Saved entries:

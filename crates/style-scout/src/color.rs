//! Color parsing, canonical encoding, and perceptual metrics.
//!
//! Every color literal the extractor finds ends up here. Literals are
//! parsed into an [`Rgb`] triplet, mostly-transparent colors are dropped,
//! and the survivors are re-encoded as lowercase `#rrggbb`. Ranking collapses
//! colors that sit within a small RGB distance of a color already kept.

use crate::rank::rank_by_frequency;
use fnv::FnvHashMap;
use regex::Regex;
use std::sync::OnceLock;

/// Colors with an alpha strictly below this are overlay noise.
pub const MIN_ALPHA: f32 = 0.5;

/// Alpha at or above which a color counts as opaque for text selection.
pub const OPAQUE_ALPHA: f32 = 0.8;

/// Euclidean RGB distance under which two colors are the same swatch.
pub const NEAR_DUPLICATE_DISTANCE: f64 = 20.0;

/// An sRGB color with an optional alpha channel.
#[derive(Debug, Clone, Copy, PartialEq)]
pub struct Rgb {
    pub r: u8,
    pub g: u8,
    pub b: u8,
    /// `None` when the literal carried no alpha.
    pub alpha: Option<f32>,
}

impl Rgb {
    pub fn new(r: u8, g: u8, b: u8) -> Self {
        Self {
            r,
            g,
            b,
            alpha: None,
        }
    }

    /// Canonical lowercase `#rrggbb`.
    pub fn to_hex(&self) -> String {
        format!("#{:02x}{:02x}{:02x}", self.r, self.g, self.b)
    }

    fn channels(&self) -> [f64; 3] {
        [
            self.r as f64 / 255.0,
            self.g as f64 / 255.0,
            self.b as f64 / 255.0,
        ]
    }

    /// Weighted luminance over gamma-encoded channels, in `[0, 1]`.
    pub fn luminance(&self) -> f64 {
        let [r, g, b] = self.channels();
        0.2126 * r + 0.7152 * g + 0.0722 * b
    }

    /// WCAG relative luminance over linearized sRGB channels.
    pub fn relative_luminance(&self) -> f64 {
        let linear = |c: f64| {
            if c <= 0.03928 {
                c / 12.92
            } else {
                ((c + 0.055) / 1.055).powf(2.4)
            }
        };
        let [r, g, b] = self.channels();
        0.2126 * linear(r) + 0.7152 * linear(g) + 0.0722 * linear(b)
    }

    /// `(max - min) / max` over the RGB channels; 0 for black.
    pub fn saturation(&self) -> f64 {
        let [r, g, b] = self.channels();
        let max = r.max(g).max(b);
        let min = r.min(g).min(b);
        if max == 0.0 {
            return 0.0;
        }
        (max - min) / max
    }

    /// WCAG contrast ratio, always `>= 1`.
    pub fn contrast_ratio(&self, other: &Rgb) -> f64 {
        let a = self.relative_luminance();
        let b = other.relative_luminance();
        let (lighter, darker) = if a >= b { (a, b) } else { (b, a) };
        (lighter + 0.05) / (darker + 0.05)
    }

    /// Euclidean distance in RGB space (max ≈ 441.7).
    pub fn distance(&self, other: &Rgb) -> f64 {
        let dr = self.r as f64 - other.r as f64;
        let dg = self.g as f64 - other.g as f64;
        let db = self.b as f64 - other.b as f64;
        (dr * dr + dg * dg + db * db).sqrt()
    }

    /// Opaque enough to be used as a text color. Unknown alpha counts.
    pub fn is_opaque(&self) -> bool {
        self.alpha.map_or(true, |a| a >= OPAQUE_ALPHA)
    }
}

fn rgb_function_re() -> &'static Regex {
    static RE: OnceLock<Regex> = OnceLock::new();
    RE.get_or_init(|| {
        Regex::new(
            r"^rgba?\(\s*([^,()\s]+)\s*,\s*([^,()\s]+)\s*,\s*([^,()\s]+)\s*(?:,\s*([^,()\s]+)\s*)?\)$",
        )
        .expect("rgb function regex is valid")
    })
}

/// Parse a hex or `rgb()`/`rgba()` color literal.
///
/// Returns `None` for anything that is not a well-formed color.
pub fn parse_color(raw: &str) -> Option<Rgb> {
    let literal = raw.trim().to_ascii_lowercase();
    if let Some(hex) = literal.strip_prefix('#') {
        return parse_hex(hex);
    }
    if literal.starts_with("rgb") {
        return parse_rgb_function(&literal);
    }
    None
}

fn parse_hex(hex: &str) -> Option<Rgb> {
    if !hex.bytes().all(|b| b.is_ascii_hexdigit()) {
        return None;
    }
    let byte = |s: &str| u8::from_str_radix(s, 16).ok();
    match hex.len() {
        3 => {
            let digit = |i: usize| byte(&hex[i..i + 1]).map(|v| v * 17);
            Some(Rgb::new(digit(0)?, digit(1)?, digit(2)?))
        }
        6 => Some(Rgb::new(
            byte(&hex[0..2])?,
            byte(&hex[2..4])?,
            byte(&hex[4..6])?,
        )),
        _ => None,
    }
}

fn parse_rgb_function(literal: &str) -> Option<Rgb> {
    let caps = rgb_function_re().captures(literal)?;
    let r = parse_channel(caps.get(1)?.as_str())?;
    let g = parse_channel(caps.get(2)?.as_str())?;
    let b = parse_channel(caps.get(3)?.as_str())?;
    let alpha = match caps.get(4) {
        Some(m) => Some(parse_alpha(m.as_str())?),
        None => None,
    };
    Some(Rgb { r, g, b, alpha })
}

fn parse_channel(value: &str) -> Option<u8> {
    let scaled = match value.strip_suffix('%') {
        Some(percent) => percent.parse::<f64>().ok()? / 100.0 * 255.0,
        None => value.parse::<f64>().ok()?,
    };
    if !scaled.is_finite() {
        return None;
    }
    Some(scaled.round().clamp(0.0, 255.0) as u8)
}

fn parse_alpha(value: &str) -> Option<f32> {
    let alpha = match value.strip_suffix('%') {
        Some(percent) => percent.parse::<f32>().ok()? / 100.0,
        None => value.parse::<f32>().ok()?,
    };
    if !alpha.is_finite() {
        return None;
    }
    Some(alpha.clamp(0.0, 1.0))
}

/// Canonical hex for a literal, or `None` if it is unparsable or too
/// transparent to be a theme color.
pub fn canonicalize(raw: &str) -> Option<String> {
    let rgb = parse_color(raw)?;
    if rgb.alpha.is_some_and(|a| a < MIN_ALPHA) {
        return None;
    }
    Some(rgb.to_hex())
}

/// Canonicalize raw literals and collapse near-duplicates, first one wins.
pub fn normalize(raw: &[String]) -> Vec<String> {
    let canonical: Vec<String> = raw.iter().filter_map(|c| canonicalize(c)).collect();
    suppress_near_duplicates(&canonical)
}

/// Greedy, order-dependent near-duplicate suppression.
pub fn suppress_near_duplicates(colors: &[String]) -> Vec<String> {
    let mut kept: Vec<(String, Rgb)> = Vec::new();
    for color in colors {
        let Some(rgb) = parse_color(color) else {
            continue;
        };
        if kept
            .iter()
            .any(|(_, k)| k.distance(&rgb) < NEAR_DUPLICATE_DISTANCE)
        {
            continue;
        }
        kept.push((rgb.to_hex(), rgb));
    }
    kept.into_iter().map(|(hex, _)| hex).collect()
}

/// Rank raw color literals by frequency and return at most `limit`
/// distinct canonical colors.
///
/// Counting happens over every canonical occurrence before near-duplicate
/// suppression, so a frequent color shadows its rarer neighbours.
pub fn rank_colors(raw: &[String], limit: usize) -> Vec<String> {
    let occurrences: Vec<String> = raw.iter().filter_map(|c| canonicalize(c)).collect();
    let ranked = rank_by_frequency(&occurrences, usize::MAX);
    let mut distinct = suppress_near_duplicates(&ranked);
    distinct.truncate(limit);
    distinct
}

/// Strongest alpha seen for each canonical color among `raw` literals.
///
/// Literals without an alpha channel count as fully opaque.
pub fn strongest_alpha(raw: &[String]) -> FnvHashMap<String, f32> {
    let mut alphas: FnvHashMap<String, f32> = FnvHashMap::default();
    for literal in raw {
        let Some(rgb) = parse_color(literal) else {
            continue;
        };
        let alpha = rgb.alpha.unwrap_or(1.0);
        if alpha < MIN_ALPHA {
            continue;
        }
        let entry = alphas.entry(rgb.to_hex()).or_insert(alpha);
        *entry = entry.max(alpha);
    }
    alphas
}

#[cfg(test)]
mod tests {
    use super::*;

    fn strings(items: &[&str]) -> Vec<String> {
        items.iter().map(|s| s.to_string()).collect()
    }

    #[test]
    fn test_parse_short_hex_doubles_digits() {
        assert_eq!(parse_color("#f60"), Some(Rgb::new(0xff, 0x66, 0x00)));
        assert_eq!(canonicalize("#FFF").as_deref(), Some("#ffffff"));
    }

    #[test]
    fn test_parse_rgb_and_rgba() {
        assert_eq!(
            canonicalize("rgb(255, 102, 0)").as_deref(),
            Some("#ff6600")
        );
        let c = parse_color("rgba(0,0,0,0.9)").unwrap();
        assert_eq!(c.alpha, Some(0.9));
        assert!(c.is_opaque());
    }

    #[test]
    fn test_percent_channels_and_clamping() {
        assert_eq!(
            canonicalize("rgb(100%, 0%, 50%)").as_deref(),
            Some("#ff0080")
        );
        assert_eq!(canonicalize("rgb(300, 0, 0)").as_deref(), Some("#ff0000"));
    }

    #[test]
    fn test_invalid_literals_dropped() {
        for bad in ["#ggg", "#12345", "rgb(1,2)", "red", "", "rgb(a,b,c)"] {
            assert_eq!(canonicalize(bad), None, "{bad} should not parse");
        }
    }

    #[test]
    fn test_canonical_form_is_seven_lowercase_chars() {
        for raw in ["#ABC", "#a1B2c3", "rgba(12, 34, 56, 1)", "RGB(0,0,0)"] {
            let hex = canonicalize(raw).unwrap();
            assert_eq!(hex.len(), 7);
            assert!(hex.starts_with('#'));
            assert_eq!(hex, hex.to_lowercase());
        }
    }

    #[test]
    fn test_transparent_colors_discarded() {
        assert_eq!(canonicalize("rgba(0,0,0,0.1)"), None);
        assert_eq!(canonicalize("rgba(0,0,0,0)"), None);
        assert_eq!(canonicalize("rgba(0,0,0,.5)").as_deref(), Some("#000000"));
    }

    #[test]
    fn test_near_duplicates_collapse_first_wins() {
        let kept = normalize(&strings(&["#ff0000", "#fe0101"]));
        assert_eq!(kept, strings(&["#ff0000"]));
        let kept = normalize(&strings(&["#fe0101", "#ff0000", "#0000ff"]));
        assert_eq!(kept, strings(&["#fe0101", "#0000ff"]));
    }

    #[test]
    fn test_rank_is_frequency_stable() {
        let raw = strings(&["#aaa", "#aaa", "#00f", "#aaa", "#00f", "#f00"]);
        assert_eq!(
            rank_colors(&raw, 12),
            strings(&["#aaaaaa", "#0000ff", "#ff0000"])
        );
    }

    #[test]
    fn test_rank_merges_case_variants_and_truncates() {
        let raw = strings(&["#FF0000", "#ff0000", "#00ff00", "#0000ff"]);
        assert_eq!(rank_colors(&raw, 2), strings(&["#ff0000", "#00ff00"]));
    }

    #[test]
    fn test_half_percent_rounds_up() {
        assert_eq!(canonicalize("rgb(50%, 50%, 50%)").as_deref(), Some("#808080"));
        assert_eq!(canonicalize("rgb(20%, 40%, 60%)").as_deref(), Some("#336699"));
    }

    #[test]
    fn test_strongest_alpha_per_color() {
        let raw = strings(&["rgba(0,0,0,0.6)", "rgba(0, 0, 0, 0.7)", "#ff0000", "rgba(255,0,0,.55)", "rgba(0,0,255,0.2)"]);
        let alphas = strongest_alpha(&raw);
        assert_eq!(alphas.get("#000000"), Some(&0.7));
        assert_eq!(alphas.get("#ff0000"), Some(&1.0));
        assert_eq!(alphas.get("#0000ff"), None);
    }

    #[test]
    fn test_metrics() {
        let white = Rgb::new(255, 255, 255);
        let black = Rgb::new(0, 0, 0);
        assert!((white.contrast_ratio(&black) - 21.0).abs() < 1e-9);
        assert!((white.contrast_ratio(&white) - 1.0).abs() < 1e-9);
        assert_eq!(black.saturation(), 0.0);
        assert!((Rgb::new(255, 0, 0).saturation() - 1.0).abs() < 1e-9);
        assert!((white.luminance() - 1.0).abs() < 1e-9);
        assert!((Rgb::new(255, 0, 0).distance(&Rgb::new(254, 1, 1)) - 3f64.sqrt()).abs() < 1e-9);
    }
}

__Task__.
From the line that has "pub const MIN_ALPHA: f32 = 0.5;" through the line that has "carried no alpha.", copy every line exactly as it appears above, and leave out all others.

__Result__.
pub const MIN_ALPHA: f32 = 0.5;

/// Alpha at or above which a color counts as opaque for text selection.
pub const OPAQUE_ALPHA: f32 = 0.8;

/// Euclidean RGB distance under which two colors are the same swatch.
pub const NEAR_DUPLICATE_DISTANCE: f64 = 20.0;

/// An sRGB color with an optional alpha channel.
#[derive(Debug, Clone, Copy, PartialEq)]
pub struct Rgb {
    pub r: u8,
    pub g: u8,
    pub b: u8,
    /// `None` when the literal carried no alpha.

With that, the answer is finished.